Victor is my Ulfric, pack leader or werewolf king if you prefer. And he scares me more than any single being I have ever meet. Well, almost more than any single being, or that's what I thought back then. I know better than that now.
I'd only met him a few times during those first few months when the pack left me alone. I dedicated a lot of time and energy into avoiding him. I'd only gone to him willingly three times; three times in the space of two months. I'm very good at avoiding that which makes me uncomfortable, angers, or scares me. I've had a lot of practice. Just ask Maxwell. I went to Victor twice because it was the full moon, and he didn't think I should be alone on the nights of the full moon for a while. I didn't completely agree, but I couldn't see a way around it either.
And once I went to him willingly before, well, to steal a phrase from Hilde, before the shit hit the fan.
I willingly went to him because I was having problems controlling my new, improved senses, and all the ... 'urges' ... these new sense brought with them. I could feel the pulse of the humans around me like cherries on my tongue. And it scared the hell out of me. So I went to Victor. I couldn't tell Wufei. How exactly is the human embodiment of Absolute Pacifism supposed to tell one of the gundam pilots that she was having problems resisting the urge to just clamp down on someone's jugular? It was scary, and disgusting, so I went to Victor to fix it.

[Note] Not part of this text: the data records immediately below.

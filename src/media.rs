//! Persistence of decoded media payloads
//!
//! Inline image and audio payloads arrive as bytes; callers
//! expect a retrievable URL, so they are written to disk and
//! handed back as file:// URLs.

use log::{debug, error};
use std::path::PathBuf;

use crate::providers::MediaPayload;

/// Sample rate Gemini TTS emits raw PCM at
pub const TTS_SAMPLE_RATE: u32 = 24_000;

/// Writes decoded payloads to disk and hands back file:// URLs
#[derive(Debug, Clone)]
pub struct MediaStore
{   dir: PathBuf
}

impl MediaStore
{   /// Create a store rooted at the given directory
    pub fn new(dir: PathBuf) -> Self
    {   debug!("Creating MediaStore at: {}", dir.display());
        MediaStore
        {   dir
        }
    }

    /// Store rooted at the default directory under the OS
    /// temp dir
    pub fn default_dir() -> Self
    {   MediaStore::new(
          std::env::temp_dir().join("agen-media")
        )
    }

    /// Persist a payload and return a retrievable URL
    pub async fn persist(
      &self
    , payload: &MediaPayload
    ) -> Result<String, crate::error::Error>
    {   tokio::fs::create_dir_all(&self.dir).await
          .map_err(|e| {
            error!("Failed to create media dir: {}", e);
            crate::error::Error::Other(format!(
              "Failed to create media dir: {}", e
            ))
          })?;

        let name = format!(
          "{}.{}",
          uuid::Uuid::new_v4(),
          extension_for(&payload.mime_type)
        );
        let path = self.dir.join(name);

        tokio::fs::write(&path, &payload.data).await
          .map_err(|e| {
            error!("Failed to write media file: {}", e);
            crate::error::Error::Other(format!(
              "Failed to write media file: {}", e
            ))
          })?;

        debug!(
          "Persisted {} byte(s) to: {}",
          payload.data.len(),
          path.display()
        );
        Ok(format!("file://{}", path.display()))
    }
}

/// Map a MIME type to a file extension
fn extension_for(mime: &str) -> &'static str
{   let essence = mime.split(';').next().unwrap_or("");
    match essence
    {   "image/png" => "png"
      , "image/jpeg" => "jpg"
      , "image/webp" => "webp"
      , "audio/wav" | "audio/x-wav" => "wav"
      , "audio/mpeg" | "audio/mp3" => "mp3"
      , "video/mp4" => "mp4"
      , _ => "bin"
    }
}

// ===== PCM to WAV =====

/// Whether a payload is raw PCM that needs a WAV wrapper
pub fn is_raw_pcm(mime: &str) -> bool
{   mime.starts_with("audio/L16")
      || mime.starts_with("audio/pcm")
}

/// Wrap raw 16-bit little-endian PCM in a minimal WAV container
pub fn pcm_to_wav(
  pcm: &[u8]
, sample_rate: u32
, channels: u16
) -> Vec<u8>
{   let byte_rate = sample_rate * channels as u32 * 2;
    let block_align = channels * 2;
    let data_len = pcm.len() as u32;

    let mut wav = Vec::with_capacity(44 + pcm.len());
    wav.extend_from_slice(b"RIFF");
    wav.extend_from_slice(&(36 + data_len).to_le_bytes());
    wav.extend_from_slice(b"WAVE");
    wav.extend_from_slice(b"fmt ");
    wav.extend_from_slice(&16u32.to_le_bytes());
    wav.extend_from_slice(&1u16.to_le_bytes());
    wav.extend_from_slice(&channels.to_le_bytes());
    wav.extend_from_slice(&sample_rate.to_le_bytes());
    wav.extend_from_slice(&byte_rate.to_le_bytes());
    wav.extend_from_slice(&block_align.to_le_bytes());
    wav.extend_from_slice(&16u16.to_le_bytes());
    wav.extend_from_slice(b"data");
    wav.extend_from_slice(&data_len.to_le_bytes());
    wav.extend_from_slice(pcm);
    wav
}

Besides that one time I avoided him almost as diligently as I avoided Maxwell. Victor's still mildly confused about why I had been so hesitant to spend time with him. But then he also thinks that he responded to my attack in a very civilized manner.
He sent me the attackers' heads in a basket.
When I saw those bodiless heads sitting in those deceptive whicker baskets all I could think was: "I didn't mean it." He was there the night I was attacked. He was the one who carried me to Dorothy's door and left me after ringing the bell. As he carried me he asked me if there was anything that he could do to make it right. I told him I wanted their heads in a basket. I was hurt, violated, and not thinking. I didn't take it seriously. Victor did.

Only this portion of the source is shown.